• _How to complete this task_
In the entries that follow, the lines from the one with "the member is" through the one with "cancelled or failed" are the ones to write out, exactly and with both ends included. Nothing else should appear.

• _Records supplied_

•••

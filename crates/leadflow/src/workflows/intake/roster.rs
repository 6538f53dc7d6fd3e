use super::domain::{MemberId, TeamMember};

/// Storage abstraction over team rosters and their capacity counters.
///
/// `reserve_capacity` is the central contract: it must check and increment a
/// member's load as one atomic step, returning `Ok(false)` when the member is
/// already at capacity. The routing engine reads a team snapshot, picks a
/// candidate, then reserves; when the reservation reports `false` because a
/// concurrent caller won the slot, the engine re-runs candidate selection
/// instead of overshooting `max_load`.
pub trait RosterStore: Send + Sync {
    /// Snapshot of every member rostered to `team`. An unknown team is an
    /// empty roster, not an error.
    fn team_members(&self, team: &str) -> Result<Vec<TeamMember>, RosterError>;

    /// Atomically claim one unit of capacity. `Ok(false)` means the member
    /// was saturated when the claim was attempted.
    fn reserve_capacity(&self, member: &MemberId) -> Result<bool, RosterError>;

    /// Return one unit of capacity, compensating a cancelled or failed
    /// downstream handoff.
    fn release_capacity(&self, member: &MemberId) -> Result<(), RosterError>;
}

/// Roster failures. `Unavailable` is the only condition the routing engine
/// surfaces to its caller; everything else is recovered locally.
#[derive(Debug, thiserror::Error)]
pub enum RosterError {
    #[error("unknown team member: {0}")]
    UnknownMember(String),
    #[error("roster unavailable: {0}")]
    Unavailable(String),
}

•••

• _Task answer_
/// member's load as one atomic step, returning `Ok(false)` when the member is
/// already at capacity. The routing engine reads a team snapshot, picks a
/// candidate, then reserves; when the reservation reports `false` because a
/// concurrent caller won the slot, the engine re-runs candidate selection
/// instead of overshooting `max_load`.
pub trait RosterStore: Send + Sync {
    /// Snapshot of every member rostered to `team`. An unknown team is an
    /// empty roster, not an error.
    fn team_members(&self, team: &str) -> Result<Vec<TeamMember>, RosterError>;

    /// Atomically claim one unit of capacity. `Ok(false)` means the member
    /// was saturated when the claim was attempted.
    fn reserve_capacity(&self, member: &MemberId) -> Result<bool, RosterError>;

    /// Return one unit of capacity, compensating a cancelled or failed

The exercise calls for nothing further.